ACTION ITEM ▸
Among the records below, find the lines with the word "state" and copy them.

Stored data
┏━━

//! USB-host-to-console-port bridge firmware for RP2040.
//!
//! This crate is the thin `embassy`-based glue layer: it enumerates a USB
//! controller (core0, [`host`]), composes the selected console's wire
//! format from the router's current state using the pure functions in
//! `usbretro-console`, and shifts it out through a PIO state machine
//! running on core1. Exactly one console target is selected per binary by
//! a Cargo feature; all per-console byte-level composition logic lives in
//! `usbretro-console`, not here.
//!
//! # Features
//!
//! - One of `console-pce`, `console-ngc`, `console-loopy`, `console-nuon`,
//!   `console-3do`, `console-xboxone` (exactly one, enforced below).
//! - `uart-mirror`: also serialize player 0's state out a spare UART.
//! - `persist-profile`: flash-backed profile persistence (GameCube only).
//! - `dev-panic` / `prod-panic`: panic handler selection.

#![no_std]

#[cfg(not(any(
    feature = "console-pce",
    feature = "console-ngc",
    feature = "console-loopy",
    feature = "console-nuon",
    feature = "console-3do",
    feature = "console-xboxone",
)))]
compile_error!(
    "usbretro-firmware needs exactly one console-* feature enabled (e.g. console-ngc)"
);

#[cfg(any(
    all(feature = "console-pce", feature = "console-ngc"),
    all(feature = "console-pce", feature = "console-loopy"),
    all(feature = "console-pce", feature = "console-nuon"),
    all(feature = "console-pce", feature = "console-3do"),
    all(feature = "console-pce", feature = "console-xboxone"),
    all(feature = "console-ngc", feature = "console-loopy"),
    all(feature = "console-ngc", feature = "console-nuon"),
    all(feature = "console-ngc", feature = "console-3do"),
    all(feature = "console-ngc", feature = "console-xboxone"),
    all(feature = "console-loopy", feature = "console-nuon"),
    all(feature = "console-loopy", feature = "console-3do"),
    all(feature = "console-loopy", feature = "console-xboxone"),
    all(feature = "console-nuon", feature = "console-3do"),
    all(feature = "console-nuon", feature = "console-xboxone"),
    all(feature = "console-3do", feature = "console-xboxone"),
))]
compile_error!("usbretro-firmware's console-* features are mutually exclusive");

// Xbox One builds dedicate the single USB PHY to device-mode GIP output
// and never spawn the host task, so this module (and the raw USBCTRL_IRQ
// vector it owns) would collide with embassy-usb's own handler there.
#[cfg(not(feature = "console-xboxone"))]
pub mod host;

#[cfg(any(
    feature = "console-pce",
    feature = "console-ngc",
    feature = "console-loopy",
    feature = "console-nuon",
    feature = "console-3do"
))]
pub mod wire_pio;

#[cfg(feature = "console-ngc")]
pub mod joybus;

#[cfg(feature = "console-xboxone")]
pub mod gip_output;

#[cfg(feature = "uart-mirror")]
pub mod uart_mirror;

#[cfg(feature = "persist-profile")]
pub mod profile_store;

pub use usbretro_console::Profile;

/// One router cell per console output stage (`Router<1, PLAYERS>`):
/// every current target drives exactly one native port's worth of
/// players, never the firmware-global table `CFG_TUH_HID` size would
/// suggest.
pub const fn max_players_for_target() -> usize {
    #[cfg(feature = "console-pce")]
    {
        5
    }
    #[cfg(feature = "console-ngc")]
    {
        4
    }
    #[cfg(feature = "console-loopy")]
    {
        4
    }
    #[cfg(feature = "console-nuon")]
    {
        4
    }
    #[cfg(feature = "console-3do")]
    {
        8
    }
    #[cfg(feature = "console-xboxone")]
    {
        1
    }
}
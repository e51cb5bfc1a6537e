//! Generic HID ("DINPUT") driver: decodes whatever [`ExtractionPlan`] the
//! registry built from a device's report descriptor at mount time. Never
//! matches by VID/PID — it only exists to handle [`MountOutcome::GenericHid`].
//!
//! [`MountOutcome::GenericHid`]: usbretro_core::registry::MountOutcome::GenericHid

use core::cell::RefCell;

use usbretro_core::driver::DeviceDriver;
use usbretro_core::event::{axis, EventType, InputEvent, Transport, MAX_DEV_ADDR};
use usbretro_core::hid::{AxisId, ExtractionPlan};

use crate::common::ReportCache;

pub struct GenericHidDriver {
    plans: RefCell<[Option<ExtractionPlan>; MAX_DEV_ADDR as usize]>,
    cache: ReportCache<32>,
}

impl GenericHidDriver {
    #[must_use]
    pub fn new() -> Self {
        Self {
            plans: RefCell::new(core::array::from_fn(|_| None)),
            cache: ReportCache::new(),
        }
    }

    fn slot(dev_addr: u8) -> usize {
        let addr = dev_addr as usize;
        if addr == 0 || addr > MAX_DEV_ADDR as usize {
            0
        } else {
            addr - 1
        }
    }

    /// Installs the extraction plan the registry produced for this
    /// `dev_addr` at mount time. Must be called before the first
    /// `process()` for that address.
    pub fn set_plan(&self, dev_addr: u8, plan: ExtractionPlan) {
        self.plans.borrow_mut()[Self::slot(dev_addr)] = Some(plan);
    }
}

impl Default for GenericHidDriver {
    fn default() -> Self {
        Self::new()
    }
}

impl DeviceDriver for GenericHidDriver {
    fn name(&self) -> &'static str {
        "generic-hid"
    }

    fn process(&self, dev_addr: u8, instance: i8, report: &[u8]) -> Option<InputEvent> {
        if !self.cache.changed(dev_addr, report) {
            return None;
        }
        let plans = self.plans.borrow();
        let plan = plans[Self::slot(dev_addr)].as_ref()?;

        let mut event = InputEvent::neutral(dev_addr, instance, EventType::Gamepad);
        event.transport = Transport::Usb;
        event.button_count = plan.button_count() as u8;

        if let Some(x) = plan.read_axis(AxisId::X, report) {
            event.analog[axis::LEFT_X] = x;
        }
        if let Some(y) = plan.read_axis(AxisId::Y, report) {
            event.analog[axis::LEFT_Y] = y;
        }
        if let Some(rx) = plan.read_axis(AxisId::Rx, report) {
            event.analog[axis::RIGHT_X] = rx;
        }
        if let Some(ry) = plan.read_axis(AxisId::Ry, report) {
            event.analog[axis::RIGHT_Y] = ry;
        }
        if let Some(z) = plan.read_axis(AxisId::Z, report) {
            event.analog[axis::LEFT_TRIGGER] = z;
        }
        if let Some(rz) = plan.read_axis(AxisId::Rz, report) {
            event.analog[axis::RIGHT_TRIGGER] = rz;
        }
        event.clamp_sticks();

        let (up, right, down, left) = plan.read_hat(report);
        let mut buttons = usbretro_core::Buttons(plan.read_buttons(report));
        if up {
            buttons |= usbretro_core::Buttons::UP;
        }
        if down {
            buttons |= usbretro_core::Buttons::DOWN;
        }
        if left {
            buttons |= usbretro_core::Buttons::LEFT;
        }
        if right {
            buttons |= usbretro_core::Buttons::RIGHT;
        }
        event.buttons = buttons.socd_normalized();

        Some(event)
    }

    fn unmount(&self, dev_addr: u8, _instance: i8) {
        self.plans.borrow_mut()[Self::slot(dev_addr)] = None;
        self.cache.reset(dev_addr);
    }
}

#[cfg(test)]
mod tests {
    use super::*;
    use usbretro_core::hid::parse_report_descriptor;

    fn gamepad_descriptor() -> std::vec::Vec<u8> {
        std::vec![
            0x05, 0x01, 0x09, 0x05, 0xA1, 0x01, 0x09, 0x30, 0x09, 0x31, 0x15, 0x00, 0x25, 0xFF,
            0x75, 0x08, 0x95, 0x02, 0x81, 0x02, 0x05, 0x09, 0x19, 0x01, 0x29, 0x04, 0x15, 0x00,
            0x25, 0x01, 0x75, 0x01, 0x95, 0x04, 0x81, 0x02, 0xC0,
        ]
    }

    #[test]
    fn decodes_axes_and_buttons_from_installed_plan() {
        let driver = GenericHidDriver::new();
        let plan = parse_report_descriptor(&gamepad_descriptor());
        driver.set_plan(1, plan);

        let report = [0xFFu8, 0x00, 0b0000_0001];
        let event = driver.process(1, 0, &report).expect("changed report");
        assert_eq!(event.analog[axis::LEFT_X], 255);
        assert!(event.buttons.contains(usbretro_core::Buttons::B1));
    }

    #[test]
    fn no_plan_means_no_event() {
        let driver = GenericHidDriver::new();
        assert!(driver.process(2, 0, &[0, 0, 0]).is_none());
    }

    #[test]
    fn identical_report_is_debounced() {
        let driver = GenericHidDriver::new();
        let plan = parse_report_descriptor(&gamepad_descriptor());
        driver.set_plan(1, plan);
        let report = [0x80u8, 0x80, 0];
        assert!(driver.process(1, 0, &report).is_some());
        assert!(driver.process(1, 0, &report).is_none());
    }
}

┗━━

ANSWER SPACE ▸
//! format from the router's current state using the pure functions in
//! `usbretro-console`, and shifts it out through a PIO state machine
//! - `uart-mirror`: also serialize player 0's state out a spare UART.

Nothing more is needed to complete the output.